*** Block opens ***

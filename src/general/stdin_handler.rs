use std::io::{stdin, BufRead};
use std::sync::mpsc::Sender;
use std::thread;

/// A console command, parsed from one line of stdin.
#[derive(Debug, Clone, Copy, PartialEq, Eq)]
pub enum Command {
    Exit,
    Help,
    /// List the available devices.
    Ports,
    /// Enable/disable logging of every relayed message.
    Log(bool),
    /// Send Local Control on/off to the output device.
    LocalControl(bool),
}

fn parse_switch(arg: &str) -> Option<bool> {
    match arg.to_ascii_lowercase().as_str() {
        "on" | "enable" | "1" => Some(true),
        "off" | "disable" | "0" => Some(false),
        _ => None,
    }
}

impl Command {
    /// Returns `None` for unrecognized input. An empty line means exit.
    pub fn parse(line: &str) -> Option<Command> {
        let cmd = line.trim();
        if cmd.is_empty() {
            return Some(Command::Exit);
        }
        let mut words = cmd.split_whitespace();
        let head = words.next()?.to_ascii_lowercase();
        let arg = words.next();
        if words.next().is_some() {
            return None;
        }

        match (head.as_str(), arg) {
            ("exit" | "quit" | "q", None) => Some(Command::Exit),
            ("help" | "h", None) => Some(Command::Help),
            ("ports", None) => Some(Command::Ports),
            ("log", Some(arg)) => parse_switch(arg).map(Command::Log),
            ("local", Some(arg)) => parse_switch(arg).map(Command::LocalControl),
            _ => None,
        }
    }
}

/// Read commands from `input` until exit or end of input, sending each one
/// to `commands`. Unknown lines are answered directly.
pub fn read_commands(input: impl BufRead, commands: &Sender<Command>) {
    for line in input.lines() {
        let Ok(line) = line else { break };
        match Command::parse(&line) {
            Some(command) => {
                if commands.send(command).is_err() || command == Command::Exit {
                    return;
                }
            }
            None => println!(
                "Unrecognized command: '{}'. Type 'help' for available commands.",
                line.trim()
            ),
        }
    }
    // stdin closed
    let _ = commands.send(Command::Exit);
}

/// Spawn a thread that turns stdin lines into [`Command`]s.
pub fn spawn_stdin_handler(commands: Sender<Command>) -> thread::JoinHandle<()> {
    thread::spawn(move || read_commands(stdin().lock(), &commands))
}

#[cfg(test)]
mod tests {
    use super::*;
    use std::sync::mpsc::channel;

    #[test]
    fn parses_commands() {
        assert_eq!(Command::parse(""), Some(Command::Exit));
        assert_eq!(Command::parse("  Quit "), Some(Command::Exit));
        assert_eq!(Command::parse("h"), Some(Command::Help));
        assert_eq!(Command::parse("ports"), Some(Command::Ports));
        assert_eq!(Command::parse("log on"), Some(Command::Log(true)));
        assert_eq!(Command::parse("LOG disable"), Some(Command::Log(false)));
        assert_eq!(Command::parse("local off"), Some(Command::LocalControl(false)));
        assert_eq!(Command::parse("local 1"), Some(Command::LocalControl(true)));
    }

    #[test]
    fn rejects_unknown_commands() {
        assert_eq!(Command::parse("log"), None);
        assert_eq!(Command::parse("local maybe"), None);
        assert_eq!(Command::parse("exit now"), None);
        assert_eq!(Command::parse("12"), None);
    }

    #[test]
    fn reader_stops_at_exit() {
        let (tx, rx) = channel();
        read_commands(&b"log on\nbogus\nexit\nlocal on\n"[..], &tx);
        drop(tx);
        let received: Vec<_> = rx.iter().collect();
        assert_eq!(received, vec![Command::Log(true), Command::Exit]);
    }

    #[test]
    fn reader_exits_when_input_ends() {
        let (tx, rx) = channel();
        read_commands(&b"ports\n"[..], &tx);
        drop(tx);
        let received: Vec<_> = rx.iter().collect();
        assert_eq!(received, vec![Command::Ports, Command::Exit]);
    }
}
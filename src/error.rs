//! Error types for port setup, relaying and configuration.

use thiserror::Error;

/// Misuse of a [`Relay`](crate::general::relay::Relay) lifecycle.
///
/// These are integration bugs in the orchestration layer, never caused by
/// the MIDI stream itself.
#[derive(Error, Debug, Clone, Copy, PartialEq, Eq)]
pub enum RelayError {
    #[error("not subscribed to an input yet")]
    NotAttached,

    #[error("already disconnected")]
    AlreadyDisconnected,

    #[error("message delivered to a disconnected relay")]
    Disconnected,
}

#[derive(Error, Debug)]
pub enum Error {
    #[error("IO error: {0}")]
    Io(#[from] std::io::Error),

    #[error("config error: {0}")]
    Json(#[from] serde_json::Error),

    #[error("MIDI init error: {0}")]
    MidiInit(String),

    #[error("MIDI connect error: {0}")]
    MidiConnect(String),

    #[error("{0}")]
    Send(String),

    #[error("no {0} port found")]
    NoPorts(&'static str),

    #[error("port '{0}' not found")]
    PortNotFound(String),

    #[error("invalid {0} port selected")]
    InvalidSelection(&'static str),

    #[error("relay error: {0}")]
    Relay(#[from] RelayError),
}

impl From<midir::InitError> for Error {
    fn from(e: midir::InitError) -> Self {
        Error::MidiInit(e.to_string())
    }
}

impl<T> From<midir::ConnectError<T>> for Error {
    fn from(e: midir::ConnectError<T>) -> Self {
        Error::MidiConnect(e.to_string())
    }
}

impl From<midir::SendError> for Error {
    fn from(e: midir::SendError) -> Self {
        Error::Send(e.to_string())
    }
}

impl From<midir::PortInfoError> for Error {
    fn from(e: midir::PortInfoError) -> Self {
        Error::MidiInit(e.to_string())
    }
}

pub type Result<T> = std::result::Result<T, Error>;
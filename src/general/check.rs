use std::io::Write;

use termcolor::{Color, ColorChoice, ColorSpec, StandardStream, WriteColor};

fn print_colored(color: Color, line: &str) {
    let mut stdout = StandardStream::stdout(ColorChoice::Auto);
    let _ = stdout.set_color(ColorSpec::new().set_fg(Some(color)).set_intense(true));
    let _ = writeln!(&mut stdout, "{}", line);
    let _ = stdout.reset();
}

// Print the quick help line in blue (works on Windows CMD via termcolor)
pub fn print_quick_help() {
    print_colored(Color::Blue, "Type 'help' for commands, 'exit' to quit");
}

pub fn print_help() {
    println!("Commands:");
    println!("  log on/off       - Log every relayed MIDI message");
    println!("  local on/off     - Send Local Control on/off to the output");
    println!("  ports            - List MIDI devices");
    println!("  help/h           - Show this help");
    println!("  exit/quit/q      - Exit program");
}

pub fn print_relay_active(input: &str, output: &str) {
    print_colored(
        Color::Green,
        &format!("Relay active | mirroring '{}' -> '{}'", input, output),
    );
}

pub fn print_relay_stopped() {
    print_colored(
        Color::Red,
        "Relay stopped | waiting for the devices to come back",
    );
}
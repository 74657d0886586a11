//! MIDI wire-format helpers: decoding for diagnostics, note names and the
//! note mirroring rule.

pub mod decode;
pub mod mirror;
pub mod notes;

pub use decode::{decode, format_midi_data, MessageType, MidiMessage, SystemMessage};
pub use mirror::{mirror_message, mirror_note, Mirrored, MIRROR_AXIS};
pub use notes::note_name;

/// Controller number of the Local Control channel mode message.
pub const LOCAL_CONTROL: u8 = 122;

/// Returns the bytes as space separated uppercase hex, e.g. `90 3C 64`.
pub fn hex_dump(data: &[u8]) -> String {
    data.iter()
        .map(|b| format!("{:02X}", b))
        .collect::<Vec<_>>()
        .join(" ")
}

/// Builds the control-change message switching Local Control on or off on
/// channel 1.
pub fn local_control_message(on: bool) -> [u8; 3] {
    [0xB0, LOCAL_CONTROL, if on { 127 } else { 0 }]
}

#[cfg(test)]
mod tests {
    use super::*;

    #[test]
    fn hex_dump_is_uppercase_and_padded() {
        assert_eq!(hex_dump(&[0x90, 0x3C]), "90 3C");
        assert_eq!(hex_dump(&[0x0A, 0xFF, 0x00]), "0A FF 00");
        assert_eq!(hex_dump(&[]), "");
    }

    #[test]
    fn local_control_bytes() {
        assert_eq!(local_control_message(true), [0xB0, 122, 127]);
        assert_eq!(local_control_message(false), [0xB0, 122, 0]);
        assert_eq!(
            format_midi_data(&local_control_message(false)),
            "[1] control-change c:122 v:0"
        );
    }
}
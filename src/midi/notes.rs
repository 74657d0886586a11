const NOTE_NAMES: [&str; 12] = ["C", "C#", "D", "D#", "E", "F", "F#", "G", "G#", "A", "A#", "B"];

/// Convert a MIDI note number to its name with octave (60 -> "C4").
///
/// Takes a signed value so that out-of-range mirror results can still be
/// printed; negative values render as plain decimal.
pub fn note_name(note: i16) -> String {
    if note < 0 {
        return note.to_string();
    }
    let pitch_class = note % 12;
    let octave = (note - pitch_class) / 12 - 1;
    format!("{}{}", NOTE_NAMES[pitch_class as usize], octave)
}

#[cfg(test)]
mod tests {
    use super::*;

    #[test]
    fn middle_c_is_c4() {
        assert_eq!(note_name(60), "C4");
    }

    #[test]
    fn range_edges() {
        assert_eq!(note_name(0), "C-1");
        assert_eq!(note_name(61), "C#4");
        assert_eq!(note_name(124), "E9");
        assert_eq!(note_name(127), "G9");
    }

    #[test]
    fn negative_values_are_decimal() {
        assert_eq!(note_name(-1), "-1");
        assert_eq!(note_name(-3), "-3");
    }
}
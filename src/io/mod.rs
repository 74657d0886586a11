//! Collaborators of the relay: where messages come from, where they go and
//! where diagnostics end up.
//!
//! Each seam is a small trait with a midir (or console) implementation for
//! the binary and an in-memory one in [`mock`] for tests.

use std::sync::{Arc, Mutex, MutexGuard, PoisonError};

use crate::Result;

pub mod diagnostics;
pub mod input;
pub mod mock;
pub mod output;
pub mod registry;

pub use diagnostics::{ConsoleDiagnostics, DiagnosticSink, Severity, TracingDiagnostics};
pub use input::MidiInputSource;
pub use registry::{DeviceEvent, DeviceHandle, DeviceRegistry, DeviceState, DeviceWatcher, MidirRegistry, PortKind};

/// Callback invoked once per incoming message, in delivery order.
pub type MessageHandler = Box<dyn FnMut(&[u8]) + Send + 'static>;

/// A stream of raw MIDI messages bound to one input device.
pub trait MessageSource {
    /// Proof of an active subscription; handing it back to
    /// [`unsubscribe`](MessageSource::unsubscribe) ends delivery.
    type Subscription;

    fn subscribe(&mut self, handler: MessageHandler) -> Result<Self::Subscription>;

    /// Must not return before delivery to the handler has stopped.
    fn unsubscribe(&mut self, subscription: Self::Subscription);
}

/// A synchronous, fallible send to one output device.
pub trait MessageSink: Send {
    fn send(&mut self, message: &[u8]) -> Result<()>;
}

impl<S: MessageSink> MessageSink for Arc<Mutex<S>> {
    fn send(&mut self, message: &[u8]) -> Result<()> {
        lock(self).send(message)
    }
}

impl MessageSink for midir::MidiOutputConnection {
    fn send(&mut self, message: &[u8]) -> Result<()> {
        midir::MidiOutputConnection::send(self, message)?;
        Ok(())
    }
}

/// Locks a mutex, recovering the data if a previous holder panicked.
pub(crate) fn lock<T>(mutex: &Mutex<T>) -> MutexGuard<'_, T> {
    mutex.lock().unwrap_or_else(PoisonError::into_inner)
}
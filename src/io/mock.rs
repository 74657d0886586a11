//! In-memory collaborators for driving a relay without MIDI hardware.

use std::sync::atomic::{AtomicBool, AtomicUsize, Ordering};
use std::sync::{Arc, Mutex};

use super::registry::{DeviceHandle, DeviceRegistry, PortKind};
use super::{lock, DiagnosticSink, MessageHandler, MessageSink, MessageSource, Severity};
use crate::{Error, Result};

/// A message source whose messages are pushed by the test with
/// [`emit`](MockSource::emit). Clones share the same subscriber list.
#[derive(Clone, Default)]
pub struct MockSource {
    handlers: Arc<Mutex<Vec<(usize, MessageHandler)>>>,
    next_id: Arc<AtomicUsize>,
    refuse: Arc<AtomicBool>,
}

/// Subscription token handed out by [`MockSource`].
#[derive(Debug, PartialEq, Eq)]
pub struct MockSubscription(usize);

impl MockSource {
    pub fn new() -> Self {
        Self::default()
    }

    /// Delivers `data` to every current subscriber, in subscription order.
    pub fn emit(&self, data: &[u8]) {
        for (_, handler) in lock(&self.handlers).iter_mut() {
            handler(data);
        }
    }

    pub fn subscriber_count(&self) -> usize {
        lock(&self.handlers).len()
    }

    /// Makes every later `subscribe` fail, like a port that vanished.
    pub fn refuse_subscriptions(&self) {
        self.refuse.store(true, Ordering::SeqCst);
    }
}

impl MessageSource for MockSource {
    type Subscription = MockSubscription;

    fn subscribe(&mut self, handler: MessageHandler) -> Result<MockSubscription> {
        if self.refuse.load(Ordering::SeqCst) {
            return Err(Error::MidiConnect("source refused the subscription".to_string()));
        }
        let id = self.next_id.fetch_add(1, Ordering::SeqCst);
        lock(&self.handlers).push((id, handler));
        Ok(MockSubscription(id))
    }

    fn unsubscribe(&mut self, subscription: MockSubscription) {
        lock(&self.handlers).retain(|(id, _)| *id != subscription.0);
    }
}

/// Records every sent message; can be switched into a failing mode.
#[derive(Clone, Default)]
pub struct MockSink {
    sent: Arc<Mutex<Vec<Vec<u8>>>>,
    fail_next: Arc<AtomicUsize>,
}

impl MockSink {
    pub fn new() -> Self {
        Self::default()
    }

    /// Makes the next `count` sends fail.
    pub fn fail_next(&self, count: usize) {
        self.fail_next.store(count, Ordering::SeqCst);
    }

    pub fn sent(&self) -> Vec<Vec<u8>> {
        lock(&self.sent).clone()
    }
}

impl MessageSink for MockSink {
    fn send(&mut self, message: &[u8]) -> Result<()> {
        let failing = self
            .fail_next
            .fetch_update(Ordering::SeqCst, Ordering::SeqCst, |n| n.checked_sub(1))
            .is_ok();
        if failing {
            return Err(Error::Send("device unavailable".to_string()));
        }
        lock(&self.sent).push(message.to_vec());
        Ok(())
    }
}

/// Collects diagnostics in memory.
#[derive(Clone, Default)]
pub struct RecordingDiagnostics {
    lines: Arc<Mutex<Vec<(Severity, String)>>>,
}

impl RecordingDiagnostics {
    pub fn new() -> Self {
        Self::default()
    }

    pub fn lines(&self) -> Vec<(Severity, String)> {
        lock(&self.lines).clone()
    }

    pub fn messages(&self) -> Vec<String> {
        lock(&self.lines).iter().map(|(_, m)| m.clone()).collect()
    }
}

impl DiagnosticSink for RecordingDiagnostics {
    fn report(&self, severity: Severity, message: &str) {
        lock(&self.lines).push((severity, message.to_string()));
    }
}

/// A registry whose devices are plugged and unplugged by the test.
#[derive(Clone, Default)]
pub struct MockRegistry {
    devices: Arc<Mutex<Vec<DeviceHandle>>>,
}

impl MockRegistry {
    pub fn new() -> Self {
        Self::default()
    }

    pub fn plug(&self, device: DeviceHandle) {
        lock(&self.devices).push(device);
    }

    pub fn unplug(&self, kind: PortKind, id: &str) {
        lock(&self.devices).retain(|d| !(d.kind == kind && d.id == id));
    }

    fn of_kind(&self, kind: PortKind) -> Vec<DeviceHandle> {
        lock(&self.devices)
            .iter()
            .filter(|d| d.kind == kind)
            .cloned()
            .collect()
    }
}

impl DeviceRegistry for MockRegistry {
    fn inputs(&self) -> Vec<DeviceHandle> {
        self.of_kind(PortKind::Input)
    }

    fn outputs(&self) -> Vec<DeviceHandle> {
        self.of_kind(PortKind::Output)
    }
}
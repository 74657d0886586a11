use std::io::stdin;
use std::path::Path;
use std::sync::atomic::AtomicBool;
use std::sync::mpsc::{channel, RecvTimeoutError};
use std::sync::Arc;

use tracing::warn;
use tracing_subscriber::EnvFilter;

use midi_mirror::config::{Config, DiagnosticsOutput, CONFIG_FILE};
use midi_mirror::general::check;
use midi_mirror::general::session::{MidirOpener, RelayChange, Session};
use midi_mirror::general::stdin_handler::{spawn_stdin_handler, Command};
use midi_mirror::io::input::choose_input_port;
use midi_mirror::io::output::choose_output_port;
use midi_mirror::io::{
    ConsoleDiagnostics, DeviceRegistry, DeviceWatcher, DiagnosticSink, MidirRegistry, TracingDiagnostics,
};
use midi_mirror::{RelayOptions, Result};

fn main() {
    tracing_subscriber::fmt()
        .with_env_filter(
            EnvFilter::try_from_default_env().unwrap_or_else(|_| EnvFilter::new("midi_mirror=info")),
        )
        .with_target(false)
        .init();

    match run() {
        Ok(_) => (),
        Err(err) => eprintln!("Error: {}", err),
    }
}

fn print_ports(registry: &impl DeviceRegistry) {
    println!("Input ports:");
    for d in registry.inputs() {
        println!("  {}", d.name);
    }
    println!("Output ports:");
    for d in registry.outputs() {
        println!("  {}", d.name);
    }
}

fn save_config(config: &Config, path: &Path) {
    if let Err(err) = config.save(path) {
        warn!(%err, path = %path.display(), "could not save config");
    }
}

fn run() -> Result<()> {
    let config_path = Path::new(CONFIG_FILE);
    let mut config = Config::load(config_path)?;
    let registry = MidirRegistry::new()?;

    let inputs = registry.inputs();
    let in_idx = choose_input_port(&inputs, config.input_port.as_deref(), &mut stdin().lock())?;
    let in_port_name = inputs[in_idx].name.clone();

    let outputs = registry.outputs();
    let out_idx = choose_output_port(
        &outputs,
        config.output_port.as_deref(),
        &in_port_name,
        &mut stdin().lock(),
    )?;
    let out_port_name = outputs[out_idx].name.clone();

    config.input_port = Some(in_port_name.clone());
    config.output_port = Some(out_port_name.clone());
    save_config(&config, config_path);

    let options = RelayOptions {
        log_events: Arc::new(AtomicBool::new(config.log_midi_events)),
        report_drops: config.report_dropped_notes,
    };
    let diagnostics: Arc<dyn DiagnosticSink> = match config.diagnostics {
        DiagnosticsOutput::Console => Arc::new(ConsoleDiagnostics::new()),
        DiagnosticsOutput::Tracing => Arc::new(TracingDiagnostics),
    };
    let mut session = Session::new(MidirOpener, &in_port_name, &out_port_name, diagnostics, options);
    session.connect()?;
    check::print_relay_active(session.input_name(), session.output_name());
    check::print_quick_help();

    let (tx, rx) = channel();
    let _stdin_handle = spawn_stdin_handler(tx);
    let mut watcher = DeviceWatcher::new(&registry);

    loop {
        match rx.recv_timeout(config.poll_interval()) {
            Ok(Command::Exit) | Err(RecvTimeoutError::Disconnected) => break,
            Ok(Command::Help) => check::print_help(),
            Ok(Command::Ports) => print_ports(&registry),
            Ok(Command::Log(on)) => {
                session.set_logging(on);
                config.log_midi_events = on;
                save_config(&config, config_path);
                println!("MIDI event logging {}", if on { "enabled" } else { "disabled" });
            }
            Ok(Command::LocalControl(on)) => session.set_local_control(on),
            Err(RecvTimeoutError::Timeout) => {}
        }

        for event in watcher.poll(&registry) {
            match session.on_device_event(&event) {
                Some(RelayChange::Stopped) => check::print_relay_stopped(),
                Some(RelayChange::Restarted) => {
                    check::print_relay_active(session.input_name(), session.output_name())
                }
                None => {}
            }
        }
    }

    println!("Closing connections and exiting...");
    session.stop();
    // The stdin thread is blocked on read_line; it ends with the process.
    Ok(())
}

*** Block closes ***

▸ What is needed:
From the records above, repeat exactly the lines from the one with "pub fn parse(line: &str)" through the one with "match (head.as_str(), arg)", both included.

▸ Result:
    pub fn parse(line: &str) -> Option<Command> {
        let cmd = line.trim();
        if cmd.is_empty() {
            return Some(Command::Exit);
        }
        let mut words = cmd.split_whitespace();
        let head = words.next()?.to_ascii_lowercase();
        let arg = words.next();
        if words.next().is_some() {
            return None;
        }

        match (head.as_str(), arg) {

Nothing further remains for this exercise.